Lebih lanjut, ia mengungkapkan surplus telur saat ini diperkirakan mencapai 10 persen. Namun, ia mengingatkan bahwa program makan bergizi free of charge (MBG) yang akan segera berjalan dapat menyerap pasokan telur dalam jumlah besar.
Program besutan Presiden Prabowo Subianto ini direncanakan menjangkau 5.000 dapur, dengan setiap dapur Satuan Pelayanan Pemenuhan Gizi (SPPG) melayani sekitar 3.000 penerima manfaat. Jika program ini berkembang hingga mencapai 82,9 juta penerima, maka stok telur yang tersedia akan terserap habis.
“Jangan lupa ya, ini kan ada makan bergizi free of charge. Itu kan nanti akan 5.000 outlet. Satu SPPG itu kan duvet 3.000, berarti kan 15 juta. Nanti kalau sampai 82 juta penerima, 82,9 juta, itu kan berarti habis semua terserap tuh. Jadi harus hati-hati dalam memutuskan ekspor, pokoknya penuhin dalam negerinya dulu,” pungkasnya.
Sebelumnya, pemerintah telah membuka peluang ekspor telur ayam ke AS seiring dengan permintaan dari negara tersebut akibat keterbatasan pasokan domestik.
Mantan Amran mengungkapkan Indonesia saat ini mengalami surplus produksi pangan, termasuk ayam dan telur, sehingga kemungkinan ekspor dapat dilakukan.
“Iya, mudah-mudahan (bisa ekspor). Kita memang sekarang pangan kita umumnya surplus ekspor, ayam kita surplus, telur juga surplus. Mudah-mudahan,” ujar Amran di Kompleks Parlemen, Jakarta Pusat, Kamis (6/3).
Kendati demikian, Amran menegaskan pemerintah akan tetap mengutamakan pemenuhan kebutuhan dalam negeri, terutama dalam mendukung program MBG yang sedang digalakkan.
Dalam kesempatan yang sama, Wamentan Sudaryono memastikan Indonesia memiliki stok telur yang cukup untuk memenuhi permintaan ekspor ke AS.

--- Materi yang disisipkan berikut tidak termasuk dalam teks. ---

//! Snapshot tests over the debug dumps and rendered source.

use srcmatch::ast::NodeKind;
use srcmatch::{build, debug, get_source, match_source};

#[test]
fn outline_of_an_assignment() {
    let tree = build::assign(build::name("a"), build::num(1));
    insta::assert_snapshot!(debug::outline(&tree), @r###"
    Assign
      Name(a)
      Num(1)
    "###);
}

#[test]
fn outline_of_a_function() {
    let args = build::arguments_node(&["x"], Vec::new(), None, None);
    let call = build::call(build::name("g"), vec![build::name("x")]);
    let tree = build::function_def(
        "f",
        args,
        vec![build::expr(call).unwrap()],
        Vec::new(),
    )
    .unwrap();
    insta::assert_snapshot!(debug::outline(&tree), @r###"
    FunctionDef(f)
      arguments
        Name(x)
      Expr
        Call
          Name(g)
          Name(x)
    "###);
}

#[test]
fn json_dump_of_a_name() {
    let value = debug::to_json(&build::name("x"));
    insta::assert_snapshot!(serde_json::to_string_pretty(&value).unwrap(), @r###"
    {
      "kind": {
        "Name": {
          "id": "x",
          "ctx": "Load"
        }
      }
    }
    "###);
}

#[test]
fn rendered_module_after_an_edit() {
    let target = build::name("total");
    let tree = build::module(vec![
        build::expr(build::str_node("docs")).unwrap(),
        build::assign(target.clone(), build::num(10)),
    ])
    .unwrap();
    match_source(&tree, "\"docs\"\n\ntotal  = 10\n").unwrap();
    if let NodeKind::Name { id, .. } = &mut target.borrow_mut().kind {
        *id = "count".to_string();
    }
    insta::assert_snapshot!(get_source(&tree).unwrap(), @r###"
    "docs"

    count  = 10
    "###);
}
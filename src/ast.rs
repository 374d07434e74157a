//! AST node model for Python 2 source trees.
//!
//! Nodes are produced by the builder facade in [`crate::build`] (or by any
//! upstream parser that targets this shape) and annotated in place by the
//! matching engine in [`crate::source`]. A node is a tagged [`NodeKind`]
//! plus an optional attached matcher recording how the node was matched
//! against source text. Trees are built from shared mutable references
//! ([`NodeRef`]); the engine never deep-copies nodes while matching.
//!
//! Field access is name-keyed: templates refer to child fields by the names
//! Python's own AST uses (`body`, `targets`, `orelse`, ...), and
//! [`Node::field`] resolves them to a [`FieldValue`]. Asking a node for a
//! field its kind does not have is a programmer error and panics.

use std::cell::RefCell;
use std::rc::Rc;
use std::sync::OnceLock;

use regex::Regex;
use serde::Serialize;

use crate::error::{Error, Result};
use crate::source::matcher::Matcher;

/// Shared mutable handle to a node.
pub type NodeRef = Rc<RefCell<Node>>;

/// Wraps a [`NodeKind`] into a fresh [`NodeRef`] with no matcher attached.
pub fn node(kind: NodeKind) -> NodeRef {
    Rc::new(RefCell::new(Node { kind, matcher: None }))
}

/// Numeric payload of a `Num` node.
#[derive(Debug, Clone, Copy, PartialEq, Serialize)]
pub enum NumVal {
    Int(i64),
    Float(f64),
}

impl std::fmt::Display for NumVal {
    fn fmt(&self, f: &mut std::fmt::Formatter<'_>) -> std::fmt::Result {
        match self {
            NumVal::Int(i) => write!(f, "{}", i),
            // Whole floats keep their decimal point, as Python prints them.
            NumVal::Float(x) if x.is_finite() && *x == x.trunc() => write!(f, "{:.1}", x),
            NumVal::Float(x) => write!(f, "{}", x),
        }
    }
}

/// Expression context tag. Matching never consults it; the builder facade
/// maintains it the way Python's own AST would.
#[derive(Debug, Clone, Copy, PartialEq, Eq, Serialize)]
pub enum CtxKind {
    Load,
    Store,
    Del,
    Param,
}

impl CtxKind {
    /// Resolves a textual ctx tag. Unknown tags are an [`Error::InvalidCtx`].
    pub fn from_tag(tag: &str) -> Result<CtxKind> {
        match tag {
            "load" => Ok(CtxKind::Load),
            "store" => Ok(CtxKind::Store),
            "del" | "delete" => Ok(CtxKind::Del),
            "param" => Ok(CtxKind::Param),
            other => Err(Error::InvalidCtx(format!(
                "ctx tag {:?} is not one of load/store/del/param",
                other
            ))),
        }
    }
}

/// One node of the tree: its syntactic kind plus the matcher attached once
/// the node has been matched against (or rendered as) source text.
#[derive(Debug, Serialize)]
pub struct Node {
    pub kind: NodeKind,
    #[serde(skip)]
    pub matcher: Option<Matcher>,
}

/// Exhaustive enumeration of the Python 2 syntactic categories the engine
/// understands, including the synthesized syntax-free line pseudo-statement.
#[derive(Debug, Serialize)]
pub enum NodeKind {
    // Module
    Module {
        body: Vec<NodeRef>,
    },

    // Statements
    FunctionDef {
        name: String,
        args: NodeRef,
        body: Vec<NodeRef>,
        decorator_list: Vec<NodeRef>,
    },
    ClassDef {
        name: String,
        bases: Vec<NodeRef>,
        body: Vec<NodeRef>,
        decorator_list: Vec<NodeRef>,
    },
    Return {
        value: Option<NodeRef>,
    },
    Delete {
        targets: Vec<NodeRef>,
    },
    Assign {
        targets: Vec<NodeRef>,
        value: NodeRef,
    },
    AugAssign {
        target: NodeRef,
        op: NodeRef,
        value: NodeRef,
    },
    Print {
        dest: Option<NodeRef>,
        values: Vec<NodeRef>,
    },
    For {
        target: NodeRef,
        iter: NodeRef,
        body: Vec<NodeRef>,
        orelse: Vec<NodeRef>,
    },
    While {
        test: NodeRef,
        body: Vec<NodeRef>,
    },
    If {
        test: NodeRef,
        body: Vec<NodeRef>,
        orelse: Vec<NodeRef>,
    },
    With {
        context_expr: NodeRef,
        optional_vars: Option<NodeRef>,
        body: Vec<NodeRef>,
    },
    Raise {
        type_: Option<NodeRef>,
    },
    TryExcept {
        body: Vec<NodeRef>,
        handlers: Vec<NodeRef>,
        orelse: Vec<NodeRef>,
    },
    TryFinally {
        body: Vec<NodeRef>,
        finalbody: Vec<NodeRef>,
    },
    Assert {
        test: NodeRef,
        msg: Option<NodeRef>,
    },
    Import {
        names: Vec<NodeRef>,
    },
    ImportFrom {
        module: String,
        names: Vec<NodeRef>,
        level: usize,
    },
    Global {
        names: Vec<String>,
    },
    Expr {
        value: NodeRef,
    },
    Pass,
    Break,
    Continue,
    /// Blank line or pure comment line, synthesized while matching block
    /// bodies so regeneration reproduces it in place.
    SyntaxFreeLine {
        comment: Option<String>,
        col_offset: usize,
        comment_indent: usize,
    },

    // Expressions
    BoolOp {
        op: NodeRef,
        values: Vec<NodeRef>,
    },
    BinOp {
        left: NodeRef,
        op: NodeRef,
        right: NodeRef,
    },
    UnaryOp {
        op: NodeRef,
        operand: NodeRef,
    },
    Lambda {
        args: NodeRef,
        body: NodeRef,
    },
    IfExp {
        test: NodeRef,
        body: NodeRef,
        orelse: NodeRef,
    },
    Dict {
        keys: Vec<NodeRef>,
        values: Vec<NodeRef>,
    },
    Set {
        elts: Vec<NodeRef>,
    },
    ListComp {
        elt: NodeRef,
        generators: Vec<NodeRef>,
    },
    SetComp {
        elt: NodeRef,
        generators: Vec<NodeRef>,
    },
    DictComp {
        key: NodeRef,
        value: NodeRef,
        generators: Vec<NodeRef>,
    },
    GeneratorExp {
        elt: NodeRef,
        generators: Vec<NodeRef>,
    },
    Yield {
        value: Option<NodeRef>,
    },
    Compare {
        left: NodeRef,
        ops: Vec<NodeRef>,
        comparators: Vec<NodeRef>,
    },
    Call {
        func: NodeRef,
        args: Vec<NodeRef>,
        keywords: Vec<NodeRef>,
        starargs: Option<NodeRef>,
        kwargs: Option<NodeRef>,
    },
    Num {
        n: NumVal,
    },
    Str {
        s: String,
    },
    Attribute {
        value: NodeRef,
        attr: String,
        ctx: CtxKind,
    },
    Subscript {
        value: NodeRef,
        slice: NodeRef,
        ctx: CtxKind,
    },
    Name {
        id: String,
        ctx: CtxKind,
    },
    List {
        elts: Vec<NodeRef>,
        ctx: CtxKind,
    },
    Tuple {
        elts: Vec<NodeRef>,
        ctx: CtxKind,
    },

    // Slices
    Slice {
        lower: Option<NodeRef>,
        upper: Option<NodeRef>,
        step: Option<NodeRef>,
    },
    Index {
        value: NodeRef,
    },

    // Helper kinds
    Arguments {
        args: Vec<NodeRef>,
        vararg: Option<String>,
        kwarg: Option<String>,
        defaults: Vec<NodeRef>,
    },
    Keyword {
        arg: String,
        value: NodeRef,
    },
    Alias {
        name: String,
        asname: Option<String>,
    },
    Comprehension {
        target: NodeRef,
        iter: NodeRef,
        ifs: Vec<NodeRef>,
    },
    ExceptHandler {
        type_: Option<NodeRef>,
        name: Option<String>,
        body: Vec<NodeRef>,
    },

    // Operator tags
    Add,
    Sub,
    Mult,
    Div,
    FloorDiv,
    Mod,
    Pow,
    LShift,
    RShift,
    BitOr,
    BitXor,
    BitAnd,
    And,
    Or,
    Invert,
    Not,
    UAdd,
    USub,
    Eq,
    NotEq,
    Lt,
    LtE,
    Gt,
    GtE,
    Is,
    IsNot,
    In,
    NotIn,
}

/// The value of a named field, as seen by the matching engine.
#[derive(Debug, Clone)]
pub enum FieldValue {
    /// Field exists on the kind but holds nothing (`None` upstream).
    Absent,
    /// Scalar identifier-like value; renders as itself.
    Ident(String),
    /// A single child node.
    Node(NodeRef),
    /// An ordered list of child nodes.
    NodeList(Vec<NodeRef>),
    /// An ordered list of raw identifiers (e.g. `global a, b`).
    IdentList(Vec<String>),
}

fn opt_node(value: &Option<NodeRef>) -> FieldValue {
    match value {
        Some(n) => FieldValue::Node(n.clone()),
        None => FieldValue::Absent,
    }
}

fn opt_ident(value: &Option<String>) -> FieldValue {
    match value {
        Some(s) => FieldValue::Ident(s.clone()),
        None => FieldValue::Absent,
    }
}
// ---------------------------------------------------------------------------
// Statement constructors
// ---------------------------------------------------------------------------

/// An empty body defaults to a single `pass`; every element must be a
/// statement.
fn format_body(body: Vec<NodeRef>) -> Result<Vec<NodeRef>> {
    if body.is_empty() {
        return Ok(vec![pass_stmt()]);
    }
    for child in &body {
        if !child.borrow().is_stmt() {
            return Err(Error::value(format!(
                "body elements must be statements, and {} is not; wrap \
                 expressions in an Expr node",
                child.borrow().kind_name()
            )));
        }
    }
    Ok(body)
}

pub fn module(body: Vec<NodeRef>) -> Result<NodeRef> {
    if body.is_empty() {
        return Err(Error::value("a module needs at least one statement"));
    }
    Ok(node(NodeKind::Module { body }))
}

pub fn expr(value: NodeRef) -> Result<NodeRef> {
    if value.borrow().is_stmt() {
        return Err(Error::value(
            "statements stand on their own; only expressions are wrapped in Expr",
        ));
    }
    Ok(node(NodeKind::Expr { value }))
}

pub fn assign(target: NodeRef, value: NodeRef) -> NodeRef {
    assign_targets(vec![target], value)
}

pub fn assign_targets(targets: Vec<NodeRef>, value: NodeRef) -> NodeRef {
    for target in &targets {
        change_ctx(target, CtxKind::Store);
    }
    node(NodeKind::Assign { targets, value })
}

pub fn aug_assign(target: NodeRef, symbol: &str, value: NodeRef) -> Result<NodeRef> {
    Ok(node(NodeKind::AugAssign {
        target,
        op: bin_op_from_symbol(symbol)?,
        value,
    }))
}

pub fn return_stmt(value: Option<NodeRef>) -> NodeRef {
    node(NodeKind::Return { value })
}

pub fn delete_stmt(targets: Vec<NodeRef>) -> NodeRef {
    for target in &targets {
        change_ctx(target, CtxKind::Del);
    }
    node(NodeKind::Delete { targets })
}

pub fn print_stmt(dest: Option<NodeRef>, values: Vec<NodeRef>) -> NodeRef {
    node(NodeKind::Print { dest, values })
}

pub fn function_def(
    fn_name: &str,
    args: NodeRef,
    body: Vec<NodeRef>,
    decorator_list: Vec<NodeRef>,
) -> Result<NodeRef> {
    Ok(node(NodeKind::FunctionDef {
        name: fn_name.to_string(),
        args,
        body: format_body(body)?,
        decorator_list,
    }))
}

pub fn class_def(
    class_name: &str,
    bases: Vec<NodeRef>,
    body: Vec<NodeRef>,
    decorator_list: Vec<NodeRef>,
) -> Result<NodeRef> {
    Ok(node(NodeKind::ClassDef {
        name: class_name.to_string(),
        bases,
        body: format_body(body)?,
        decorator_list,
    }))
}

pub fn if_stmt(test: NodeRef, body: Vec<NodeRef>, orelse: Vec<NodeRef>) -> Result<NodeRef> {
    Ok(node(NodeKind::If {
        test,
        body: format_body(body)?,
        orelse,
    }))
}

pub fn for_stmt(
    target: NodeRef,
    iter: NodeRef,
    body: Vec<NodeRef>,
    orelse: Vec<NodeRef>,
) -> Result<NodeRef> {
    change_ctx(&target, CtxKind::Store);
    Ok(node(NodeKind::For {
        target,
        iter,
        body: format_body(body)?,
        orelse,
    }))
}

pub fn while_stmt(test: NodeRef, body: Vec<NodeRef>) -> Result<NodeRef> {
    Ok(node(NodeKind::While {
        test,
        body: format_body(body)?,
    }))
}

pub fn with_stmt(
    context_expr: NodeRef,
    as_part: Option<NodeRef>,
    body: Vec<NodeRef>,
) -> Result<NodeRef> {
    if let Some(vars) = &as_part {
        change_ctx(vars, CtxKind::Store);
    }
    Ok(node(NodeKind::With {
        context_expr,
        optional_vars: as_part,
        body: format_body(body)?,
    }))
}

pub fn raise_stmt(exception: Option<NodeRef>) -> NodeRef {
    node(NodeKind::Raise { type_: exception })
}

pub fn try_except(
    body: Vec<NodeRef>,
    handlers: Vec<NodeRef>,
    orelse: Vec<NodeRef>,
) -> Result<NodeRef> {
    Ok(node(NodeKind::TryExcept {
        body: format_body(body)?,
        handlers,
        orelse,
    }))
}

pub fn try_finally(body: Vec<NodeRef>, finalbody: Vec<NodeRef>) -> Result<NodeRef> {
    Ok(node(NodeKind::TryFinally {
        body: format_body(body)?,
        finalbody: format_body(finalbody)?,
    }))
}

pub fn except_handler(
    exception_type: Option<NodeRef>,
    name: Option<&str>,
    body: Vec<NodeRef>,
) -> Result<NodeRef> {
    Ok(node(NodeKind::ExceptHandler {
        type_: exception_type,
        name: name.map(str::to_string),
        body: format_body(body)?,
    }))
}

pub fn assert_stmt(test: NodeRef, msg: Option<NodeRef>) -> NodeRef {
    node(NodeKind::Assert { test, msg })
}

pub fn alias(alias_name: &str, asname: Option<&str>) -> NodeRef {
    node(NodeKind::Alias {
        name: alias_name.to_string(),
        asname: asname.map(str::to_string),
    })
}

pub fn import_stmt(import_name: &str, asname: Option<&str>) -> NodeRef {
    node(NodeKind::Import {
        names: vec![alias(import_name, asname)],
    })
}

Berdasarkan neraca komoditas, menurutnya, pemerintah siap mengirimkan 1,6 juta butir telur setiap bulan.
“Kita lihat neraca dari komoditi telur kita. Kita siap 1,6 juta butir, (untuk) berapa kontainer, nanti bisa dicek ke lah. Ke Amerika setiap bulan. Jadi kita bisa, kita ikut,” ujarnya.

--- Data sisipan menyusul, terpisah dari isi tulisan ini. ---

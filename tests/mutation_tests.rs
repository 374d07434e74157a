//! Mutation tests: after matching, edit exactly one semantic field and
//! check the regenerated source changes only in the corresponding region,
//! with all surrounding formatting intact. Also covers default rendering of
//! trees that were never matched, and indentation fix-up for statements
//! inserted into an annotated module.

use srcmatch::ast::NodeKind;
use srcmatch::{
    build, get_source, get_source_in_module, get_source_no_indent, match_source, set_str_quote,
    CtxKind, Error, NodeRef, NumVal,
};

fn rename(node: &NodeRef, new_id: &str) {
    if let NodeKind::Name { id, .. } = &mut node.borrow_mut().kind {
        *id = new_id.to_string();
    } else {
        panic!("not a name node");
    }
}

// =============================================================================
// Scalar mutations
// =============================================================================

#[test]
fn renaming_an_identifier_keeps_the_layout() {
    let tree = build::name("foobar");
    match_source(&tree, "foobar").unwrap();
    rename(&tree, "hello");
    assert_eq!(get_source(&tree).unwrap(), "hello");
}

#[test]
fn renaming_keeps_surrounding_whitespace() {
    let lhs = build::name("a");
    let tree = build::assign(lhs.clone(), build::num(1));
    match_source(&tree, "a  =  1\n").unwrap();
    rename(&lhs, "renamed");
    assert_eq!(get_source(&tree).unwrap(), "renamed  =  1\n");
}

#[test]
fn changing_an_attribute_keeps_the_receiver() {
    let tree = build::var_reference(&["foo", "bar"]).unwrap();
    match_source(&tree, "foo.bar").unwrap();
    if let NodeKind::Attribute { attr, .. } = &mut tree.borrow_mut().kind {
        *attr = "hello".to_string();
    }
    assert_eq!(get_source(&tree).unwrap(), "foo.hello");
}

#[test]
fn swapping_a_binary_operator_keeps_the_operands() {
    let tree = build::bin_op(build::name("a"), ">>", build::name("b")).unwrap();
    match_source(&tree, "a >> b").unwrap();
    if let NodeKind::BinOp { op, .. } = &mut tree.borrow_mut().kind {
        *op = build::bin_op_from_symbol("<<").unwrap();
    }
    assert_eq!(get_source(&tree).unwrap(), "a << b");
}

#[test]
fn changing_a_number_invalidates_the_lexeme() {
    let tree = build::num(255);
    match_source(&tree, "0xff").unwrap();
    assert_eq!(get_source(&tree).unwrap(), "0xff");
    if let NodeKind::Num { n } = &mut tree.borrow_mut().kind {
        *n = NumVal::Int(10);
    }
    assert_eq!(get_source(&tree).unwrap(), "10");
}

#[test]
fn number_suffixes_survive_value_changes() {
    let tree = build::num(1);
    match_source(&tree, "1L").unwrap();
    if let NodeKind::Num { n } = &mut tree.borrow_mut().kind {
        *n = NumVal::Int(2);
    }
    assert_eq!(get_source(&tree).unwrap(), "2L");
}

// =============================================================================
// String mutations
// =============================================================================

fn set_payload(tree: &NodeRef, payload: &str) {
    if let NodeKind::Str { s } = &mut tree.borrow_mut().kind {
        *s = payload.to_string();
    }
}

#[test]
fn changing_a_string_payload_keeps_the_quotes() {
    let tree = build::str_node("foobar");
    match_source(&tree, "\"foobar\"").unwrap();
    set_payload(&tree, "hello");
    assert_eq!(get_source(&tree).unwrap(), "\"hello\"");
}

#[test]
fn changing_a_concatenated_string_collapses_the_parts() {
    let tree = build::str_node("foobar");
    match_source(&tree, "\"foo\"\n\"bar\"").unwrap();
    set_payload(&tree, "foobaz");
    assert_eq!(get_source(&tree).unwrap(), "\"foobaz\"");
}

#[test]
fn adjacent_strings_collapse_on_mutation() {
    let tree = build::str_node("ab");
    match_source(&tree, "\"a\" \"b\"").unwrap();
    assert_eq!(get_source(&tree).unwrap(), "\"a\" \"b\"");
    set_payload(&tree, "c");
    assert_eq!(get_source(&tree).unwrap(), "\"c\"");
}

#[test]
fn quote_style_can_be_overridden() {
    let tree = build::str_node("foobar");
    match_source(&tree, "\"foobar\"").unwrap();
    set_str_quote(&tree, "'").unwrap();
    assert_eq!(get_source(&tree).unwrap(), "'foobar'");
}

#[test]
fn quote_style_can_become_triple() {
    let tree = build::str_node("foobar");
    match_source(&tree, "\"foobar\"").unwrap();
    set_str_quote(&tree, "'''").unwrap();
    assert_eq!(get_source(&tree).unwrap(), "'''foobar'''");
}

#[test]
fn quote_overrides_need_a_string_matcher() {
    let tree = build::name("a");
    match_source(&tree, "a").unwrap();
    assert!(matches!(set_str_quote(&tree, "'"), Err(Error::Value(_))));
}

// =============================================================================
// Structured mutations
// =============================================================================

#[test]
fn changing_a_dict_key_keeps_the_other_entries() {
    let first_key = build::name("a");
    let tree = build::dict_node(
        vec![first_key.clone(), build::str_node("c")],
        vec![build::name("b"), build::str_node("d")],
    )
    .unwrap();
    match_source(&tree, "{a: b, \"c\": \"d\"}").unwrap();
    rename(&first_key, "k");
    assert_eq!(get_source(&tree).unwrap(), "{k: b, \"c\": \"d\"}");
}

#[test]
fn changing_a_dict_value_keeps_the_other_entries() {
    let first_value = build::name("b");
    let tree = build::dict_node(
        vec![build::name("a"), build::str_node("c")],
        vec![first_value.clone(), build::str_node("d")],
    )
    .unwrap();
    match_source(&tree, "{a: b, \"c\": \"d\"}").unwrap();
    rename(&first_value, "k");
    assert_eq!(get_source(&tree).unwrap(), "{a: k, \"c\": \"d\"}");
}

#[test]
fn conditional_expressions_accept_new_parts() {
    let tree = build::if_exp(build::name("True"), build::name("a"), build::name("b"));
    match_source(&tree, "a if True else b").unwrap();
    if let NodeKind::IfExp { test, body, orelse } = &mut tree.borrow_mut().kind {
        *test = build::name("False");
        *body = build::name("c");
        *orelse = build::name("d");
    }
    assert_eq!(get_source(&tree).unwrap(), "c if False else d");
}

#[test]
fn class_defs_accept_wholesale_edits() {
    let tree = build::class_def(
        "TestClass",
        vec![build::name("Base1"), build::name("Base2")],
        vec![build::expr(build::name("a")).unwrap()],
        vec![build::name("dec"), build::call(build::name("dec2"), Vec::new())],
    )
    .unwrap();
    match_source(&tree, "@dec\n@dec2()\nclass TestClass(Base1, Base2):\n  a\n").unwrap();
    if let NodeKind::ClassDef {
        name,
        bases,
        body,
        decorator_list,
    } = &mut tree.borrow_mut().kind
    {
        *name = "TestClass2".to_string();
        *bases = vec![build::name("Base3")];
        *decorator_list = vec![build::name("dec3")];
        if let NodeKind::Expr { value } = &body[0].borrow().kind {
            rename(value, "x");
        }
    }
    assert_eq!(
        get_source(&tree).unwrap(),
        "@dec3\nclass TestClass2(Base3):\n  x\n"
    );
}

#[test]
fn with_targets_accept_element_replacement() {
    let target = build::tuple_node(vec![build::name("b"), build::name("c")], CtxKind::Store);
    let tree = build::with_stmt(build::name("a"), Some(target.clone()), Vec::new()).unwrap();
    match_source(&tree, "with a as (b, c):\n  pass\n").unwrap();
    if let NodeKind::With { context_expr, .. } = &mut tree.borrow_mut().kind {
        *context_expr = build::name("d");
    }
    if let NodeKind::Tuple { elts, .. } = &mut target.borrow_mut().kind {
        elts[0] = build::name("e");
        elts[1] = build::name("f");
    }
    assert_eq!(get_source(&tree).unwrap(), "with d as (e, f):\n  pass\n");
}

#[test]
fn body_statements_can_be_edited_in_place() {
    let inner = build::name("foobar");
    let tree = build::module(vec![
        build::expr(inner.clone()).unwrap(),
        build::expr(build::name("baz")).unwrap(),
    ])
    .unwrap();
    match_source(&tree, "foobar\nbaz\n").unwrap();
    rename(&inner, "hello");
    assert_eq!(get_source(&tree).unwrap(), "hello\nbaz\n");
}

// =============================================================================
// Default rendering (never matched)
// =============================================================================

#[test]
fn expressions_render_defaults_without_a_match() {
    assert_eq!(
        get_source(&build::bin_op(build::name("a"), "+", build::name("b")).unwrap()).unwrap(),
        "a + b"
    );
    assert_eq!(get_source(&build::str_node("s")).unwrap(), "\"s\"");
    assert_eq!(get_source(&build::num(42)).unwrap(), "42");
    assert_eq!(
        get_source(
            &build::tuple_node(vec![build::name("a"), build::name("b")], CtxKind::Load)
        )
        .unwrap(),
        "(a, b)"
    );
}

#[test]
fn statements_refuse_default_rendering_without_indent_context() {
    let stmt = build::pass_stmt();
    assert!(matches!(get_source(&stmt), Err(Error::Value(_))));
    assert_eq!(get_source_no_indent(&stmt).unwrap(), "pass\n");
}

#[test]
fn synthesized_assignments_render_defaults() {
    let tree = build::assign(build::name("a"), build::num(1));
    assert_eq!(get_source_no_indent(&tree).unwrap(), "a = 1\n");
}

// =============================================================================
// Inserting statements into an annotated module
// =============================================================================

#[test]
fn inserted_statements_pick_up_their_indentation() {
    let f = build::function_def(
        "f",
        build::no_arguments(),
        vec![build::expr(build::name("a")).unwrap()],
        Vec::new(),
    )
    .unwrap();
    let module = build::module(vec![f.clone()]).unwrap();
    match_source(&module, "def f():\n  a\n").unwrap();

    let inserted = build::expr(build::name("b")).unwrap();
    if let NodeKind::FunctionDef { body, .. } = &mut f.borrow_mut().kind {
        body.push(inserted.clone());
    }
    assert_eq!(get_source_in_module(&inserted, &module).unwrap(), "  b\n");
    assert_eq!(get_source(&module).unwrap(), "def f():\n  a\n  b\n");
}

Sudaryono menilai peluang ekspor ini positif bagi Indonesia, terutama dalam upaya memperluas pasar produk peternakan nasional.
“Ya, kan, bagus juga ya, jadi kita punya marketplace baru. Tentu saja kan di tengah-tengah kita juga lagi tingkatkan produktivitas protein kita untuk makan bergizi dan lain-lain. Jadi bagus juga kalau kita punya channel lain,” ujar Sudaryono.